Different Money Management Strategies For Retirement
Strategy 1: CPFLife as main, Investment as supplement
Strategy 2: Investment as main, X% Equities, Y% Bond Portfolio (60/40)
- The classic 60/40 portfolio involve allocating 60% of capital to equities and 40% to bond.
- The idea is to remain invested throughout the retirement. Letting our money grow while managing the volatility of the portfolio.
- Once we make any withdrawal, we will then immediately rebalance back to the 60/40 ratio
- 60/40 reduces the portfolio drawdown during the bear market, thus we were able to sell proportional lesser shares to fund for our retirement, making our portfolio last longer.
- The reduction of volatality of portfolio come at an expense of annualized returns.

Strategy 3: Bucket Strategy
- We divide our retirement assets into 3 buckets based on time period.
- The short term bucket (expenses in 1 - 3 years) consists of low risk and risk-free assets such as cash, fixed deposit, SSB
- Medium term bucket ( expenses in 3 - 10 years) can consists of corporate bonds that yield a slightly higher interest with medium risk.
- Long term bucket ( more than 10 years) consists of diversified equities portfolio.
- As we approach the corrosponding time horizon, we will be moving the fund from long term to medium term bucket and medium term to short term bucket.
- The purpose of the bucket strategy is to isolate our retirement fund from market volatility. However, the fixed nature of the bucket strategy can expose us to inflation risk as we are heavily invested into bonds and instruments that cant beat inflation in short term and medium term buckets.

Strategy 4: The 4% Rule
- If our annual expenses is $40k, then $40k / 0.04 = $1M portfolio.
- With a withdrawal rate of 4%, the portfolio will be able to last for ~30 years.
- The common misconception is that 4% rule dictates retiree to withdraw 4% of portfolio value each year during retirement.
- The 4% only applies in year one of retirement, after that inflation dictates the amount withdrawn. This is to maintain the purchasing power of the first 4% withdrawal.
Example:
During the first year, with a $1M portfolio, the withdrawal amount will be $40k. In second year, if the inflation is 2%, then the withdrawal amount is ($40k x 1.02) = $40.8k. In the third year, if the inflation is 3%, the amount will be ($40.8k x 1.03) = $42k and so on.

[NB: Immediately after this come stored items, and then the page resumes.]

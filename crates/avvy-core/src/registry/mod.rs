//! Plugin-based collaborator registry
//!
//! Oracle and chain-reader implementations live in their own crates and
//! register a factory here under their configuration type name. The binary
//! then builds whatever the configuration asks for without knowing the
//! concrete types.
//!
//! ## Registration
//!
//! ```rust,ignore
//! // In the avvy-oracle-coingecko crate
//! pub fn register(registry: &ProviderRegistry) {
//!     registry.register_oracle("coingecko", Box::new(CoingeckoFactory));
//! }
//! ```

use crate::config::{AvvyConfig, ChainReaderConfig, OracleConfig};
use crate::error::{Error, Result};
use crate::traits::{ChainReader, ChainReaderFactory, PriceOracle, PriceOracleFactory};
use crate::transaction::parse_address;
use std::collections::HashMap;
use std::sync::{PoisonError, RwLock};

/// Registry of oracle and chain-reader factories
///
/// Interior mutability with `RwLock`: concurrent lookups, exclusive
/// registration. A poisoned lock still holds a usable map (factories are
/// inserted whole), so poisoning is ignored.
#[derive(Default)]
pub struct ProviderRegistry {
    oracles: RwLock<HashMap<String, Box<dyn PriceOracleFactory>>>,
    chain_readers: RwLock<HashMap<String, Box<dyn ChainReaderFactory>>>,
}

impl ProviderRegistry {
    /// Create a new empty registry
    pub fn new() -> Self {
        Self::default()
    }

    /// Register a price oracle factory
    ///
    /// # Parameters
    ///
    /// - `name`: Oracle type name (e.g., "coingecko")
    /// - `factory`: Factory object for creating oracle instances
    pub fn register_oracle(&self, name: impl Into<String>, factory: Box<dyn PriceOracleFactory>) {
        let mut oracles = self.oracles.write().unwrap_or_else(PoisonError::into_inner);
        oracles.insert(name.into(), factory);
    }

    /// Register a chain reader factory
    ///
    /// # Parameters
    ///
    /// - `name`: Reader type name (e.g., "json_rpc")
    /// - `factory`: Factory object for creating reader instances
    pub fn register_chain_reader(
        &self,
        name: impl Into<String>,
        factory: Box<dyn ChainReaderFactory>,
    ) {
        let mut readers = self
            .chain_readers
            .write()
            .unwrap_or_else(PoisonError::into_inner);
        readers.insert(name.into(), factory);
    }

    /// Create the oracle named by `config.oracle`
    ///
    /// # Returns
    ///
    /// - `Ok(Box<dyn PriceOracle>)`: Created oracle instance
    /// - `Err(Error::Config)`: If the type is not registered or creation fails
    pub fn create_oracle(&self, config: &AvvyConfig) -> Result<Box<dyn PriceOracle>> {
        let oracle: &OracleConfig = &config.oracle;
        let oracle_type = oracle.type_name();
        let oracles = self.oracles.read().unwrap_or_else(PoisonError::into_inner);

        let factory = oracles
            .get(oracle_type)
            .ok_or_else(|| Error::config(format!("Unknown oracle type: {}", oracle_type)))?;

        factory.create(oracle, &config.timeouts)
    }

    /// Create the chain reader named by `config.chain_reader`, bound to the
    /// configured registrar
    pub fn create_chain_reader(&self, config: &AvvyConfig) -> Result<Box<dyn ChainReader>> {
        let reader: &ChainReaderConfig = &config.chain_reader;
        let reader_type = reader.type_name();
        let registrar = parse_address(&config.chain.registrar_address)?;

        let readers = self
            .chain_readers
            .read()
            .unwrap_or_else(PoisonError::into_inner);

        let factory = readers
            .get(reader_type)
            .ok_or_else(|| Error::config(format!("Unknown chain reader type: {}", reader_type)))?;

        factory.create(reader, registrar, &config.timeouts)
    }

    /// List all registered oracle types
    pub fn list_oracles(&self) -> Vec<String> {
        let oracles = self.oracles.read().unwrap_or_else(PoisonError::into_inner);
        oracles.keys().cloned().collect()
    }

    /// List all registered chain reader types
    pub fn list_chain_readers(&self) -> Vec<String> {
        let readers = self
            .chain_readers
            .read()
            .unwrap_or_else(PoisonError::into_inner);
        readers.keys().cloned().collect()
    }

    /// Check if an oracle type is registered
    pub fn has_oracle(&self, name: &str) -> bool {
        let oracles = self.oracles.read().unwrap_or_else(PoisonError::into_inner);
        oracles.contains_key(name)
    }

    /// Check if a chain reader type is registered
    pub fn has_chain_reader(&self, name: &str) -> bool {
        let readers = self
            .chain_readers
            .read()
            .unwrap_or_else(PoisonError::into_inner);
        readers.contains_key(name)
    }
}
// # CoinGecko Price Oracle
//
// Fetches the fiat price of the native token from CoinGecko's simple-price
// endpoint:
//
// ```http
// GET /api/v3/simple/price?ids=avalanche-2&vs_currencies=usd
//
// {"avalanche-2": {"usd": 35.12}}
// ```
//
// ## Trust Level: Untrusted (Price Oracle)
//
// - ✅ One HTTP request per call
// - ✅ HTTP timeout configured
// - ✅ Specific error handling for HTTP status codes (401/403, 404, 429, 5xx)
// - ❌ NO retry logic (callers own retry policy)
// - ❌ NO caching of the last rate
// - ❌ NO fallback rate when the request fails

use async_trait::async_trait;
use avvy_core::config::{OracleConfig, TimeoutConfig};
use avvy_core::traits::{PriceOracle, PriceOracleFactory};
use avvy_core::{Error, ProviderRegistry, Result};
use serde_json::Value;
use std::time::Duration;

const ORACLE_NAME: &str = "coingecko";

/// CoinGecko simple-price oracle
#[derive(Debug, Clone)]
pub struct CoingeckoOracle {
    /// Endpoint, without query string
    url: String,

    /// CoinGecko id of the native token (e.g. "avalanche-2")
    coin_id: String,

    /// Fiat currency code (e.g. "usd")
    vs_currency: String,

    /// HTTP client for API requests
    client: reqwest::Client,
}

impl CoingeckoOracle {
    /// Create a new oracle
    ///
    /// # Parameters
    ///
    /// - `url`: simple-price endpoint
    /// - `coin_id`: CoinGecko coin id
    /// - `vs_currency`: fiat currency code
    /// - `timeout`: per-request HTTP timeout
    pub fn new(
        url: impl Into<String>,
        coin_id: impl Into<String>,
        vs_currency: impl Into<String>,
        timeout: Duration,
    ) -> Result<Self> {
        let client = reqwest::Client::builder()
            .timeout(timeout)
            .build()
            .map_err(|e| Error::config(format!("Failed to build HTTP client: {}", e)))?;

        Ok(Self {
            url: url.into(),
            coin_id: coin_id.into().to_lowercase(),
            vs_currency: vs_currency.into().to_lowercase(),
            client,
        })
    }

    /// The request URL, query string included
    pub fn request_url(&self) -> String {
        format!(
            "{}?ids={}&vs_currencies={}",
            self.url, self.coin_id, self.vs_currency
        )
    }
}

#[async_trait]
impl PriceOracle for CoingeckoOracle {
    async fn native_token_price(&self) -> Result<f64> {
        let url = self.request_url();
        tracing::debug!(%url, "Fetching exchange rate");

        let response = self
            .client
            .get(&url)
            .header("Accept", "application/json")
            .send()
            .await
            .map_err(|e| Error::oracle(ORACLE_NAME, format!("HTTP request failed: {}", e)))?;

        let status = response.status();
        if !status.is_success() {
            let body = response
                .text()
                .await
                .unwrap_or_else(|_| "Unable to read error response".to_string());
            return Err(status_error(status.as_u16(), &body));
        }

        let json: Value = response
            .json()
            .await
            .map_err(|e| Error::oracle(ORACLE_NAME, format!("Failed to parse response: {}", e)))?;

        let rate = parse_price(&json, &self.coin_id, &self.vs_currency)?;
        tracing::debug!(rate, coin = %self.coin_id, currency = %self.vs_currency, "Exchange rate fetched");
        Ok(rate)
    }

    fn oracle_name(&self) -> &'static str {
        ORACLE_NAME
    }
}

/// Map a non-success HTTP status to an oracle error
fn status_error(status: u16, body: &str) -> Error {
    let message = match status {
        401 | 403 => format!("Authentication failed or API key required. Status: {}", status),
        404 => format!("Endpoint not found. Status: {}", status),
        429 => format!("Rate limit exceeded. Status: {}", status),
        500..=599 => format!("CoinGecko server error (transient): {} - {}", status, body),
        _ => format!("Price request failed: {} - {}", status, body),
    };
    Error::oracle(ORACLE_NAME, message)
}

/// Extract `json[coin_id][vs_currency]` as a number
///
/// Positivity is checked by the caller; this only rejects a missing or
/// non-numeric field.
fn parse_price(json: &Value, coin_id: &str, vs_currency: &str) -> Result<f64> {
    json.get(coin_id)
        .and_then(|coin| coin.get(vs_currency))
        .and_then(Value::as_f64)
        .ok_or_else(|| {
            Error::oracle(
                ORACLE_NAME,
                format!(
                    "Invalid response format: no numeric {}.{} in {}",
                    coin_id, vs_currency, json
                ),
            )
        })
}

/// Factory for creating CoinGecko oracles
pub struct CoingeckoFactory;

impl PriceOracleFactory for CoingeckoFactory {
    fn create(
        &self,
        config: &OracleConfig,
        timeouts: &TimeoutConfig,
    ) -> Result<Box<dyn PriceOracle>> {
        match config {
            OracleConfig::Coingecko {
                url,
                coin_id,
                vs_currency,
            } => {
                if !url.starts_with("https://") && !url.starts_with("http://") {
                    return Err(Error::config(format!(
                        "Oracle URL must use HTTP or HTTPS scheme, got: {}",
                        url
                    )));
                }
                Ok(Box::new(CoingeckoOracle::new(
                    url.clone(),
                    coin_id.clone(),
                    vs_currency.clone(),
                    timeouts.oracle(),
                )?))
            }
            _ => Err(Error::config("Invalid config for CoinGecko oracle")),
        }
    }
}

/// Register the CoinGecko oracle with a registry
///
/// # Example
///
/// ```rust
/// use avvy_core::ProviderRegistry;
///
/// let registry = ProviderRegistry::new();
/// avvy_oracle_coingecko::register(&registry);
/// assert!(registry.has_oracle("coingecko"));
/// ```
pub fn register(registry: &ProviderRegistry) {
    registry.register_oracle(ORACLE_NAME, Box::new(CoingeckoFactory));
}
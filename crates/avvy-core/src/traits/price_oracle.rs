// # Price Oracle Trait
//
// Supplies the fiat value of one unit of the native token.
//
// ## Implementations
//
// - CoinGecko simple-price API: `avvy-oracle-coingecko` crate
//
// ## Usage
//
// ```rust,ignore
// use avvy_core::PriceOracle;
//
// async fn show(oracle: &dyn PriceOracle) -> avvy_core::Result<()> {
//     let rate = oracle.native_token_price().await?;
//     println!("1 AVAX = {} USD ({})", rate, oracle.oracle_name());
//     Ok(())
// }
// ```

use async_trait::async_trait;

/// Trait for exchange-rate sources
///
/// # Trust Level: Untrusted
///
/// Oracles are external integrations.
///
/// ## Allowed Capabilities
/// - ✅ Perform one HTTP/HTTPS call to their endpoint per invocation
/// - ✅ Parse provider-specific responses
/// - ✅ Return success or failure
///
/// ## Forbidden Capabilities
/// - ❌ Implement retry logic or backoff (callers own retry policy)
/// - ❌ Cache a rate across calls
/// - ❌ Substitute a hard-coded or last-known rate on failure
/// - ❌ Spawn tasks or threads
///
/// The returned value is a point-in-time observation. Validation of the
/// value (finite, positive) happens in the core, which maps a bad value to
/// `OracleUnavailable` just like a transport failure.
#[async_trait]
pub trait PriceOracle: Send + Sync {
    /// Fetch the current fiat price of one native token
    ///
    /// # Returns
    ///
    /// - `Ok(f64)`: The rate as reported by the source
    /// - `Err(Error::OracleUnavailable)`: Transport, status or parse failure
    async fn native_token_price(&self) -> Result<f64, crate::Error>;

    /// Get the oracle name (for logging/debugging)
    fn oracle_name(&self) -> &'static str;
}

/// Helper trait for constructing oracles from configuration
pub trait PriceOracleFactory: Send + Sync {
    /// Create a PriceOracle instance from configuration
    fn create(
        &self,
        config: &crate::config::OracleConfig,
        timeouts: &crate::config::TimeoutConfig,
    ) -> Result<Box<dyn PriceOracle>, crate::Error>;
}
//! Collaborator traits
//!
//! The core never performs I/O itself. Everything it reads from the outside
//! world comes through one of these interfaces:
//!
//! - [`PriceOracle`]: fiat value of one native token
//! - [`ChainReader`]: registrar state (expiry, owner, existence)
//! - [`NameResolver`]: records attached to a registered name

pub mod price_oracle;
pub mod chain_reader;
pub mod name_resolver;

pub use price_oracle::{PriceOracle, PriceOracleFactory};
pub use chain_reader::{ChainReader, ChainReaderFactory};
pub use name_resolver::{NameResolver, RecordType};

Strategy 5: Living off dividend
- There are another group of investors that prefer not touching the principal and only spend the interest.
- The amount of dividend payout are not guaranteed unlike selling our asset to fund our retirement. Thus we would need a bigger and diversified portfolio to buffer for any dividend cut.
- The withdrawal method of funding often required us to make a projection into the future for our expenses to determine the size of our portfolio.
- For dividend investors, once the investment income reached the "crossover" point, technically they have achieved financially independent.


Strategy 6: Property for Retirement
- Not to forget, there also investors who invest only in property.
- Property asset progression is a more common property investment strategy unique to Singapore.
- It is a gradual asset grow that take time and considerable planning. Is a marathon, not a sprint.
- This strategy involves upgrading to a higher property tier until 55 years old.
- Singapore property require low cash outlay, 5% cash and 95% can be fund by CPF and bank loan.
- Investor may grow their wealth without even dipping into their savings by renting out tge unit.
- Property owners can look forward of owning one or two residential private properties at their retirement age.
- They then have a choice to deleverage by downgrading, cashing out all the profit or continue to renting for income.
- Property investors usually flushed with cash once they choses to downgrade. They can then just put the cash in a relative low risk investment and just live off the interest.
- Unlike investing in stock, there is a holding cost such as maintenance fee, tax, interest and so on, is not exactly hassle free.
- Most importantly, investing deviate from the idea of being debt-free and taking as little loan as possible. This probably is the deal breaker for many people.